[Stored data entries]
------
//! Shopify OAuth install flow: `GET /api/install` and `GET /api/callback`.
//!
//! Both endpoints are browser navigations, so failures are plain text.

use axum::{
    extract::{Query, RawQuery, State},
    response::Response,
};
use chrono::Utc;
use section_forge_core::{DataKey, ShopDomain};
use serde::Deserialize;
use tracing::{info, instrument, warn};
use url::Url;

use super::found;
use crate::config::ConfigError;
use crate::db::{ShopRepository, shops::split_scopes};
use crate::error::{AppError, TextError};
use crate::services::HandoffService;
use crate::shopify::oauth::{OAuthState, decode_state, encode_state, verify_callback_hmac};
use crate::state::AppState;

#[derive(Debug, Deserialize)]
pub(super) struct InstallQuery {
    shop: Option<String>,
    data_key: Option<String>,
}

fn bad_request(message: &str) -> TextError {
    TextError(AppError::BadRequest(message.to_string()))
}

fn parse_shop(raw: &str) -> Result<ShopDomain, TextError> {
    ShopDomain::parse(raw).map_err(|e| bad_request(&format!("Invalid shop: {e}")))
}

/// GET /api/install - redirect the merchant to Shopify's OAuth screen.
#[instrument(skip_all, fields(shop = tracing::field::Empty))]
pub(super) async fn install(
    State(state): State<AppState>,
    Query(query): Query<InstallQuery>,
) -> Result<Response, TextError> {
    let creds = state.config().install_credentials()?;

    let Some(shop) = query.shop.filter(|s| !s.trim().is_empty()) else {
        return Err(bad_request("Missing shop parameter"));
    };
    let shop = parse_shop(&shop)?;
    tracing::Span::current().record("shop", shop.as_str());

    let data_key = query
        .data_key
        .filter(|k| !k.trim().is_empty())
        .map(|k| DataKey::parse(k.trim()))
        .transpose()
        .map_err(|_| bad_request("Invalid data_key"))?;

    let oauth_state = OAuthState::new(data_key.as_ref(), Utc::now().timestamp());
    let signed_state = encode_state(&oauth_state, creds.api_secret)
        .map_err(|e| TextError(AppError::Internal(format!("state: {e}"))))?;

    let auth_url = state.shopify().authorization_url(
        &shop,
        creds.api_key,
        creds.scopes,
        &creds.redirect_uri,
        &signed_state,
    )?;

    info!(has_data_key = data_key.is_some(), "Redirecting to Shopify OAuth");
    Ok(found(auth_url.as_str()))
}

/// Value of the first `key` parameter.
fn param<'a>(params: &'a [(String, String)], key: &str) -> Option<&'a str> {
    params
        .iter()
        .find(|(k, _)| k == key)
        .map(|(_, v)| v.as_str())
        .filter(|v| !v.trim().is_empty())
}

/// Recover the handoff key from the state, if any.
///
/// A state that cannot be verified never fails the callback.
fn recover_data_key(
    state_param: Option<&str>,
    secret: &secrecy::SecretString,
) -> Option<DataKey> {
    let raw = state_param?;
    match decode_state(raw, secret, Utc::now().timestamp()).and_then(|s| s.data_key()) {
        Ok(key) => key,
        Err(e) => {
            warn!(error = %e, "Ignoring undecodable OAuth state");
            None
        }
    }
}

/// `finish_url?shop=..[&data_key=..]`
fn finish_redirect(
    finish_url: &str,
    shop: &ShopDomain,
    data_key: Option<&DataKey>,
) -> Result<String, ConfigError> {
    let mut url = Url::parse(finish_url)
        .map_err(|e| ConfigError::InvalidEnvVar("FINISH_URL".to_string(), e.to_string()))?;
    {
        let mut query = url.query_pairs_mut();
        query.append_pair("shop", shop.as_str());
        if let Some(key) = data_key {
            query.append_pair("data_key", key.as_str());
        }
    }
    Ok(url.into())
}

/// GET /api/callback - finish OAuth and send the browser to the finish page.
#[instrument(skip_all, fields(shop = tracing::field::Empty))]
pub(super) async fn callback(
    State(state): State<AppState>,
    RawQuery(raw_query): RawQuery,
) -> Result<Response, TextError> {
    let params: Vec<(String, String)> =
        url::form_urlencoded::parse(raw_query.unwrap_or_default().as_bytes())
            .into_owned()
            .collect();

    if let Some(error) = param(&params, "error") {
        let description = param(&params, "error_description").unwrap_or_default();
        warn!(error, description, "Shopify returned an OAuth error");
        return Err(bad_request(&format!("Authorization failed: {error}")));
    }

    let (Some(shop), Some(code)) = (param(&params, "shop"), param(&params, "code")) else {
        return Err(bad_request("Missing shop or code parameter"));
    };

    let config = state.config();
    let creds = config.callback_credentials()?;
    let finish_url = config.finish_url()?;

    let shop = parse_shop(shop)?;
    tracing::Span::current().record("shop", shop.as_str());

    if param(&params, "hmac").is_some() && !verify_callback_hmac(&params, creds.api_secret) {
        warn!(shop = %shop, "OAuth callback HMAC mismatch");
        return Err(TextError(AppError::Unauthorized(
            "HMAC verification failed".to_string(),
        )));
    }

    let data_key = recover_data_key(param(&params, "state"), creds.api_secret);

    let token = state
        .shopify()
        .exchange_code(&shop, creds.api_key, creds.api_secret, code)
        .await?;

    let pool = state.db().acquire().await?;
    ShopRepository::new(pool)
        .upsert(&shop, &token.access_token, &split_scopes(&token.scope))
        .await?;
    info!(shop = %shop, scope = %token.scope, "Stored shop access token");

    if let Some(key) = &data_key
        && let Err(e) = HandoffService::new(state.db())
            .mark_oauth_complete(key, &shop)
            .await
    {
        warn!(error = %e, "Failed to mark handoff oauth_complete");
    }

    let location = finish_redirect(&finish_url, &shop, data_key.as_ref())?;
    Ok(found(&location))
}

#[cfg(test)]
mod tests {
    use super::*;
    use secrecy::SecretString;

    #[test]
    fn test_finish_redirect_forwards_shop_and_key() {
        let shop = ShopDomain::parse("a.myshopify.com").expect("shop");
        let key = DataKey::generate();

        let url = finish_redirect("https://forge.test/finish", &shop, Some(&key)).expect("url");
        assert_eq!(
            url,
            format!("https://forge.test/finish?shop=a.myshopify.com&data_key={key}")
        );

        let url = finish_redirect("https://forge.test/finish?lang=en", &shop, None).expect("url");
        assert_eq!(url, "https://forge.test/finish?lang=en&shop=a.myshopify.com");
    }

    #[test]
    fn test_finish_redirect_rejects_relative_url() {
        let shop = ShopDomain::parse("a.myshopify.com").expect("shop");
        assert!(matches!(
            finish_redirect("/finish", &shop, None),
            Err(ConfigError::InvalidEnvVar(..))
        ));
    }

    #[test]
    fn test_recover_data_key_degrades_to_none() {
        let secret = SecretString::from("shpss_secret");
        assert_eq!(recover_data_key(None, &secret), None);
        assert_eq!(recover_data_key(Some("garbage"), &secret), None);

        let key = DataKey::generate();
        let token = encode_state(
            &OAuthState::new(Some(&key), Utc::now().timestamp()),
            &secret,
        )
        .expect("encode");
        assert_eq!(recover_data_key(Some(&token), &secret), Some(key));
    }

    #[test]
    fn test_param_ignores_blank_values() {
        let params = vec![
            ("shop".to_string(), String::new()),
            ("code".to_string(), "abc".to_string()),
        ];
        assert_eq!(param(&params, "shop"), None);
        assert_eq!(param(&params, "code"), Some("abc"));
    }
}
------
When the line containing "use crate::config::ConfigError;" is reached, include it and stop. Until then, output each line of the entries exactly as given, starting from the first.

** Answer section **
//! Shopify OAuth install flow: `GET /api/install` and `GET /api/callback`.
//!
//! Both endpoints are browser navigations, so failures are plain text.

use axum::{
    extract::{Query, RawQuery, State},
    response::Response,
};
use chrono::Utc;
use section_forge_core::{DataKey, ShopDomain};
use serde::Deserialize;
use tracing::{info, instrument, warn};
use url::Url;

use super::found;
use crate::config::ConfigError;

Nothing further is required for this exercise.